Hungover
Well gee, that's embarrassing. It takes a bottle of wine for me to completely melt down on here.
Let me explain. It's been a hard couple of months. I've kinda felt like I'm spiraling out of control. I feel a little lost. So when I got a call from my bio-dad last night to come have pizza with my uncle, aunt and him I said, "OK". I didn't want to be alone after the calling for my grandmother.
I get there and we start drinking the wine. Completely forgetting theMan isn't here as my DD. They start asking me how I'm doing, where we are working and well...the floodgates open. Especially after my dad tells me how sorry he is I had such a crappy childhood and that he was sorry. Those are words I waited 28 years for. So I got a little emotional. Especially after an evening of being introduced as his daughter (although one person asked if I was his wife.). I even cried in front of him and I swore I never ever would. (Gee, I'm starting to see I make messed up rules for myself.)
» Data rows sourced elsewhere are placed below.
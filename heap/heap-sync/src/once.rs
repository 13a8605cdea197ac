use crate::raw::RawSpin;
use core::cell::UnsafeCell;
use core::mem::MaybeUninit;
use core::sync::atomic::{AtomicBool, Ordering};

/// One-time initialization cell, built on [`RawSpin`].
///
/// The first caller to take the init lock runs the initializer and
/// publishes the value through the `ready` flag; callers racing it block
/// on the lock and find the value already there when they get in. Reads
/// after publication never touch the lock. The process-wide heap lives in
/// one of these: many threads may race its setup, but exactly one arena
/// wiring must run.
///
/// If the initializer panics it dies holding the init lock and every
/// later caller blocks forever, so initializers must not panic.
///
/// # Examples
///
/// ```
/// use heap_sync::SyncOnceCell;
///
/// static CELL: SyncOnceCell<u32> = SyncOnceCell::new();
///
/// assert!(CELL.get().is_none());
/// let v = CELL.get_or_init(|| 42);
/// assert_eq!(*v, 42);
/// assert_eq!(CELL.get(), Some(&42));
/// ```
pub struct SyncOnceCell<T> {
    /// Set (with release ordering) once `value` is written.
    ready: AtomicBool,
    /// Serializes initializers; never held after publication.
    init: RawSpin,
    value: UnsafeCell<MaybeUninit<T>>,
}

// Safety: the value is written once, before `ready` is set, and only
// shared afterwards.
unsafe impl<T: Sync> Sync for SyncOnceCell<T> {}
unsafe impl<T: Send> Send for SyncOnceCell<T> {}

impl<T> Default for SyncOnceCell<T> {
    fn default() -> Self {
        Self::new()
    }
}

impl<T> SyncOnceCell<T> {
    /// Creates an empty cell.
    #[must_use]
    pub const fn new() -> Self {
        Self {
            ready: AtomicBool::new(false),
            init: RawSpin::new(),
            value: UnsafeCell::new(MaybeUninit::uninit()),
        }
    }

    /// Returns the value if it has been published.
    #[inline]
    pub fn get(&self) -> Option<&T> {
        if self.ready.load(Ordering::Acquire) {
            // Safety: `ready` is set only after the value is written.
            Some(unsafe { &*(*self.value.get()).as_ptr() })
        } else {
            None
        }
    }

    /// Returns the value, running `init` first if the cell is empty.
    ///
    /// Exactly one caller runs `init`; callers racing it block on the
    /// init lock until the value is published, then all observe the same
    /// reference.
    pub fn get_or_init(&self, init: impl FnOnce() -> T) -> &T {
        if let Some(value) = self.get() {
            return value;
        }

        self.init.lock();
        // Somebody may have initialized while we queued for the lock.
        if !self.ready.load(Ordering::Acquire) {
            let value = init();
            unsafe {
                (*self.value.get()).write(value);
            }
            // Publish the write before anyone can skip the lock.
            self.ready.store(true, Ordering::Release);
        }
        // Safety: this thread took the init lock after a successful
        // `lock` above.
        unsafe { self.init.unlock() };

        // Safety: `ready` is true and stays true.
        unsafe { &*(*self.value.get()).as_ptr() }
    }
}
He reminds me that I'm very strong, like my grandmother and well, that's another thing I've waited on. Acknowledgment that he sees where I've placed myself. So more floodgates. My aunt and uncle chime in, 2 people I greatly respect (my uncle was the encouragement to go to night school and get my business degree in 2000) and before I know it I'm driving 12 miles per hour home so I don't get a DUI and sobbing so hard my dog is alarmed.
Then I blog. Ahem.
Today at the funeral the minister spoke about how tough my grandma was. How she did things when no other women were doing them. How she would never let us win at games unless we earned it. But how she was eternally proud of all of us. I just kept thinking, "Wow, I've spent all my life looking for where I fit in and now I realize my grandmother was more of an influence than I thought." I just kept thinking, "I hope to be like her."
This afternoon we all met back at my aunt's house to wind down and eventually open the presents Grandma had bought us but didn't get to see us open. It was very very hard. If there was one thing she loved it was Christmas. It's almost weirdly fitting she died during this month. It brought us together and the church was decorated in Christmas stuff. I saw my dad cry as we opened the gifts. It was very touching.
In one family I'm one of the cornerstones, in the other I'm in the back of the crowd on my tip-toes waiting for someone to notice me. It's a fucked up place to be, on top of everything else.
So I wig out. And honestly, I can't promise there won't be more crazy rambling blogging ... seeing how I have no job starting February 1st, no place to live and very little savings. But if there is one thing I'm very very very good at, it's making sure I'm okay. So yea, I'll be okay. Like my Grams, I'll just figure out a way.
And I'm starting to move to the front of the crowd and people, like my dad, are noticing. That helps.